Abstract

Cluster analysis over Moving Object Databases (MODs) is a challenging research topic that has attracted the attention of the mobility data mining community. In this paper, we study the temporal-constrained sub-trajectory cluster analysis problem, where the aim is to discover clusters of sub-trajectories given an ad-hoc, user-specified temporal constraint within the dataset's lifetime. The problem is challenging because: (a) the time window is not known in advance, instead it is specified at query time, and (b) the MOD is continuously updated with new trajectories. Existing solutions first filter the trajectory database according to the temporal constraint, and then apply a clustering algorithm from scratch on the filtered data. However, this approach is extremely inefficient, when considering explorative data analysis where multiple clustering tasks need to be performed over different temporal subsets of the database, while the database is updated with new trajectories.
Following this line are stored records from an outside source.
//! Platform errors

use super::DevbootError;

/// Creates an unsupported-platform error
pub fn unsupported(platform: impl Into<String>) -> DevbootError {
    DevbootError::UnsupportedPlatform {
        platform: platform.into(),
    }
}

/// Creates a missing-prerequisites error listing every missing tool
pub fn missing_prerequisites(tools: &[&str]) -> DevbootError {
    DevbootError::MissingPrerequisites {
        tools: tools.join(", "),
    }
}

/// Creates a precondition-step failure
pub fn precondition_failed(step: impl Into<String>, reason: impl Into<String>) -> DevbootError {
    DevbootError::PreconditionFailed {
        step: step.into(),
        reason: reason.into(),
    }
}
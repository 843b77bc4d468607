//! Provisioning manifest (`devboot.yaml`) data structures
//!
//! The manifest is optional. A missing file means "use the built-in
//! defaults"; a file that exists but cannot be read or parsed is fatal.

use std::fs;
use std::path::{Path, PathBuf};

use serde::{Deserialize, Serialize};

use crate::error::{DevbootError, Result};
use crate::platform::Platform;

/// Manifest file name, looked up in the source root
pub const MANIFEST_FILE: &str = "devboot.yaml";

/// Default plugin manager remote
pub const DEFAULT_PLUGIN_MANAGER_URL: &str = "https://github.com/folke/lazy.nvim.git";

/// Default plugin manager reference (branch or tag)
pub const DEFAULT_PLUGIN_MANAGER_REF: &str = "stable";

/// Provisioning manifest
#[derive(Debug, Clone, Default, PartialEq, Serialize, Deserialize)]
#[serde(default, deny_unknown_fields)]
pub struct Manifest {
    /// Packages appended to the default catalogue, per platform
    pub packages: ExtraPackages,

    /// Where the plugin manager is cloned from
    pub plugin_manager: PluginManagerSource,

    /// Archive bundle path, relative to the source root
    pub archive: Option<PathBuf>,
}

/// Additional package names per platform
#[derive(Debug, Clone, Default, PartialEq, Serialize, Deserialize)]
#[serde(default, deny_unknown_fields)]
pub struct ExtraPackages {
    pub macos: Vec<String>,
    pub debian: Vec<String>,
}

/// Remote source of the plugin manager
#[derive(Debug, Clone, PartialEq, Serialize, Deserialize)]
#[serde(default, deny_unknown_fields)]
pub struct PluginManagerSource {
    pub url: String,
    pub reference: String,
}

impl Default for PluginManagerSource {
    fn default() -> Self {
        Self {
            url: DEFAULT_PLUGIN_MANAGER_URL.to_string(),
            reference: DEFAULT_PLUGIN_MANAGER_REF.to_string(),
        }
    }
}

impl Manifest {
    /// Parse a manifest from YAML
    pub fn from_yaml(yaml: &str) -> Result<Self> {
        let manifest: Self = serde_yaml::from_str(yaml)?;
        Ok(manifest)
    }

    /// Load `devboot.yaml` from the source root, falling back to defaults when absent
    pub fn load(source_root: &Path) -> Result<Self> {
        let path = source_root.join(MANIFEST_FILE);
        if !path.exists() {
            tracing::debug!(path = %path.display(), "no manifest, using defaults");
            return Ok(Self::default());
        }

        let content = fs::read_to_string(&path).map_err(|e| DevbootError::ConfigReadFailed {
            path: path.display().to_string(),
            reason: e.to_string(),
        })?;

        Self::from_yaml(&content).map_err(|e| match e {
            DevbootError::ConfigParseFailed { reason, .. } => DevbootError::ConfigParseFailed {
                path: path.display().to_string(),
                reason,
            },
            other => other,
        })
    }

    /// Extra packages configured for a platform
    pub fn extra_packages(&self, platform: Platform) -> &[String] {
        match platform {
            Platform::MacOs => &self.packages.macos,
            Platform::DebianFamily => &self.packages.debian,
        }
    }
}

#[cfg(test)]
mod tests {
    use super::*;
    use tempfile::TempDir;

    #[test]
    fn test_defaults_when_missing() {
        let temp = TempDir::new().unwrap();
        let manifest = Manifest::load(temp.path()).unwrap();
        assert_eq!(manifest, Manifest::default());
        assert_eq!(manifest.plugin_manager.url, DEFAULT_PLUGIN_MANAGER_URL);
        assert_eq!(manifest.plugin_manager.reference, "stable");
        assert!(manifest.archive.is_none());
    }

    #[test]
    fn test_parse_full_manifest() {
        let yaml = r"
packages:
  macos: [tmux]
  debian: [tmux, jq]
plugin_manager:
  url: https://example.com/lazy.git
  reference: v11.0.0
archive: vendor/jira.tar.gz
";
        let manifest = Manifest::from_yaml(yaml).unwrap();
        assert_eq!(manifest.extra_packages(Platform::MacOs), ["tmux"]);
        assert_eq!(manifest.extra_packages(Platform::DebianFamily), ["tmux", "jq"]);
        assert_eq!(manifest.plugin_manager.reference, "v11.0.0");
        assert_eq!(manifest.archive, Some(PathBuf::from("vendor/jira.tar.gz")));
    }

    #[test]
    fn test_partial_manifest_keeps_defaults() {
        let manifest = Manifest::from_yaml("packages:\n  debian: [htop]\n").unwrap();
        assert_eq!(manifest.plugin_manager, PluginManagerSource::default());
        assert!(manifest.packages.macos.is_empty());
    }

    #[test]
    fn test_unknown_key_rejected() {
        assert!(Manifest::from_yaml("pakages: {}\n").is_err());
    }

    #[test]
    fn test_invalid_manifest_reports_path() {
        let temp = TempDir::new().unwrap();
        std::fs::write(temp.path().join(MANIFEST_FILE), "packages: [unclosed").unwrap();

        let err = Manifest::load(temp.path()).unwrap_err();
        match err {
            DevbootError::ConfigParseFailed { path, .. } => {
                assert!(path.ends_with(MANIFEST_FILE));
            }
            other => panic!("Expected ConfigParseFailed, got {other:?}"),
        }
    }
}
To address this problem, we propose an incremental and scalable solution to the problem, which is built upon a novel indexing structure, called Representative Trajectory Tree (ReTraTree). ReTraTree acts as an effective spatio-temporal partitioning technique; partitions in ReTraTree correspond to groupings of sub-trajectories, which are incrementally maintained and assigned to representative (sub-)trajectories. Due to the proposed organization of sub-trajectories, the problem under study can be efficiently solved as simply as executing a query operator on ReTraTree, while insertion of new trajectories is supported. Our extensive experimental study performed on real and synthetic datasets shows that our approach outperforms a state-of-the-art in-DBMS solution supported by PostgreSQL by orders of magnitude.